Output each entry verbatim.

(Stored data)
*-*-*

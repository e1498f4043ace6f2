use std::path::Path;

use rand::Rng;
use tracing::{error, info};

use crate::error::Result;
use crate::knowledge::KnowledgeBase;
use crate::model::{KnowledgeEntry, MatchResult};
use crate::retrieval::get_best_answer;
use crate::settings::EngineSettings;
use crate::storage::load_entries;
use crate::suggest::suggest;

/// Query front door used by presentation layers.
///
/// An engine always owns a fully built [`KnowledgeBase`]; when loading fails
/// that base is empty and every query takes the empty-input path.
#[derive(Debug, Clone, Default)]
pub struct ChatEngine {
    knowledge_base: KnowledgeBase,
    settings: EngineSettings,
}

impl ChatEngine {
    pub fn new(knowledge_base: KnowledgeBase, settings: EngineSettings) -> Self {
        Self {
            knowledge_base,
            settings,
        }
    }

    pub fn from_entries(entries: Vec<KnowledgeEntry>, settings: EngineSettings) -> Self {
        Self::new(KnowledgeBase::new(entries), settings)
    }

    pub fn load(path: &Path, settings: EngineSettings) -> Result<Self> {
        let engine = Self::from_entries(load_entries(path)?, settings);
        info!(
            entries = engine.knowledge_base.len(),
            vocabulary = engine.knowledge_base.vocabulary().len(),
            "knowledge base ready"
        );
        Ok(engine)
    }

    pub fn load_or_empty(path: &Path, settings: EngineSettings) -> Self {
        match Self::load(path, settings.clone()) {
            Ok(engine) => engine,
            Err(err) => {
                error!(
                    path = %path.display(),
                    %err,
                    "failed to load knowledge base; serving empty replies"
                );
                Self::new(KnowledgeBase::empty(), settings)
            }
        }
    }

    pub fn submit_query(&self, text: &str) -> MatchResult {
        self.submit_query_with_rng(text, &mut rand::thread_rng())
    }

    pub fn submit_query_with_rng<R: Rng + ?Sized>(&self, text: &str, rng: &mut R) -> MatchResult {
        get_best_answer(text, &self.knowledge_base, &self.settings, rng)
    }

    pub fn suggest(&self, text: &str) -> Vec<&KnowledgeEntry> {
        suggest(&self.knowledge_base, text, &self.settings)
    }

    pub fn knowledge_base(&self) -> &KnowledgeBase {
        &self.knowledge_base
    }

    pub fn settings(&self) -> &EngineSettings {
        &self.settings
    }
}

#[cfg(test)]
mod tests {
    use super::*;
    use crate::model::MatchOutcome;

    fn write_kb(dir: &Path) -> std::path::PathBuf {
        let path = dir.join("faq.json");
        std::fs::write(
            &path,
            r#"[
                {"question": "What are the fees?", "answer": "Fees are 50000.", "keywords": ["fees", "admission"]},
                {"question": "Is there a hostel?", "answer": "Yes.", "keywords": ["hostel"]}
            ]"#,
        )
        .expect("write kb");
        path
    }

    #[test]
    fn loads_and_answers() {
        let dir = tempfile::tempdir().expect("tempdir");
        let engine =
            ChatEngine::load(&write_kb(dir.path()), EngineSettings::default()).expect("load");

        let result = engine.submit_query("tell me about fees");
        assert_eq!(result.outcome, MatchOutcome::Matched);
        assert_eq!(result.reply, "Fees are 50000.");
        assert_eq!(engine.suggest("hostel").len(), 1);
    }

    #[test]
    fn failed_load_degrades_to_empty_path() {
        let dir = tempfile::tempdir().expect("tempdir");
        let bad = dir.path().join("faq.json");
        std::fs::write(&bad, "{ not json").expect("write");

        for path in [bad, dir.path().join("missing.json")] {
            let engine = ChatEngine::load_or_empty(&path, EngineSettings::default());
            assert!(engine.knowledge_base().is_empty());
            let result = engine.submit_query("tell me about fees");
            assert_eq!(result.intent, "empty");
            assert_eq!(result.confidence, 0.0);
        }
    }

    #[test]
    fn engines_are_independent() {
        let fees = ChatEngine::from_entries(
            vec![KnowledgeEntry::new("Fees?", "money", ["fees"])],
            EngineSettings::default(),
        );
        let hostel = ChatEngine::from_entries(
            vec![KnowledgeEntry::new("Hostel?", "rooms", ["hostel"])],
            EngineSettings::default(),
        );
        assert_eq!(fees.submit_query("fees").reply, "money");
        assert_eq!(hostel.submit_query("fees").outcome, MatchOutcome::Unclear);
        assert_eq!(hostel.submit_query("hostel").reply, "rooms");
    }

    #[test]
    fn engine_is_shareable_across_threads() {
        fn assert_send_sync<T: Send + Sync>() {}
        assert_send_sync::<ChatEngine>();
    }
}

*-*-*

**Answer box**:
repository e1498f4043ace6f2
use std::path::Path;

use rand::Rng;
use tracing::{error, info};

use crate::error::Result;
use crate::knowledge::KnowledgeBase;
use crate::model::{KnowledgeEntry, MatchResult};
use crate::retrieval::get_best_answer;
use crate::settings::EngineSettings;
use crate::storage::load_entries;
use crate::suggest::suggest;

/// Query front door used by presentation layers.
///
/// An engine always owns a fully built [`KnowledgeBase`]; when loading fails
/// that base is empty and every query takes the empty-input path.
#[derive(Debug, Clone, Default)]
pub struct ChatEngine {
    knowledge_base: KnowledgeBase,
    settings: EngineSettings,
}

impl ChatEngine {
    pub fn new(knowledge_base: KnowledgeBase, settings: EngineSettings) -> Self {
        Self {
            knowledge_base,
            settings,
        }
    }

    pub fn from_entries(entries: Vec<KnowledgeEntry>, settings: EngineSettings) -> Self {
        Self::new(KnowledgeBase::new(entries), settings)
    }

    pub fn load(path: &Path, settings: EngineSettings) -> Result<Self> {
        let engine = Self::from_entries(load_entries(path)?, settings);
        info!(
            entries = engine.knowledge_base.len(),
            vocabulary = engine.knowledge_base.vocabulary().len(),
            "knowledge base ready"
        );
        Ok(engine)
    }

    pub fn load_or_empty(path: &Path, settings: EngineSettings) -> Self {
        match Self::load(path, settings.clone()) {
            Ok(engine) => engine,
            Err(err) => {
                error!(
                    path = %path.display(),
                    %err,
                    "failed to load knowledge base; serving empty replies"
                );
                Self::new(KnowledgeBase::empty(), settings)
            }
        }
    }

    pub fn submit_query(&self, text: &str) -> MatchResult {
        self.submit_query_with_rng(text, &mut rand::thread_rng())
    }

    pub fn submit_query_with_rng<R: Rng + ?Sized>(&self, text: &str, rng: &mut R) -> MatchResult {
        get_best_answer(text, &self.knowledge_base, &self.settings, rng)
    }

    pub fn suggest(&self, text: &str) -> Vec<&KnowledgeEntry> {
        suggest(&self.knowledge_base, text, &self.settings)
    }

    pub fn knowledge_base(&self) -> &KnowledgeBase {
        &self.knowledge_base
    }

    pub fn settings(&self) -> &EngineSettings {
        &self.settings
    }
}

#[cfg(test)]
mod tests {
    use super::*;
    use crate::model::MatchOutcome;

    fn write_kb(dir: &Path) -> std::path::PathBuf {
        let path = dir.join("faq.json");
        std::fs::write(
            &path,
            r#"[
                {"question": "What are the fees?", "answer": "Fees are 50000.", "keywords": ["fees", "admission"]},
                {"question": "Is there a hostel?", "answer": "Yes.", "keywords": ["hostel"]}
            ]"#,
        )
        .expect("write kb");
        path
    }

    #[test]
    fn loads_and_answers() {
        let dir = tempfile::tempdir().expect("tempdir");
        let engine =
            ChatEngine::load(&write_kb(dir.path()), EngineSettings::default()).expect("load");

        let result = engine.submit_query("tell me about fees");
        assert_eq!(result.outcome, MatchOutcome::Matched);
        assert_eq!(result.reply, "Fees are 50000.");
        assert_eq!(engine.suggest("hostel").len(), 1);
    }

    #[test]
    fn failed_load_degrades_to_empty_path() {
        let dir = tempfile::tempdir().expect("tempdir");
        let bad = dir.path().join("faq.json");
        std::fs::write(&bad, "{ not json").expect("write");

        for path in [bad, dir.path().join("missing.json")] {
            let engine = ChatEngine::load_or_empty(&path, EngineSettings::default());
            assert!(engine.knowledge_base().is_empty());
            let result = engine.submit_query("tell me about fees");
            assert_eq!(result.intent, "empty");
            assert_eq!(result.confidence, 0.0);
        }
    }

    #[test]
    fn engines_are_independent() {
        let fees = ChatEngine::from_entries(
            vec![KnowledgeEntry::new("Fees?", "money", ["fees"])],
            EngineSettings::default(),
        );
        let hostel = ChatEngine::from_entries(
            vec![KnowledgeEntry::new("Hostel?", "rooms", ["hostel"])],
            EngineSettings::default(),
        );
        assert_eq!(fees.submit_query("fees").reply, "money");
        assert_eq!(hostel.submit_query("fees").outcome, MatchOutcome::Unclear);
        assert_eq!(hostel.submit_query("hostel").reply, "rooms");
    }

    #[test]
    fn engine_is_shareable_across_threads() {
        fn assert_send_sync<T: Send + Sync>() {}
        assert_send_sync::<ChatEngine>();
    }
}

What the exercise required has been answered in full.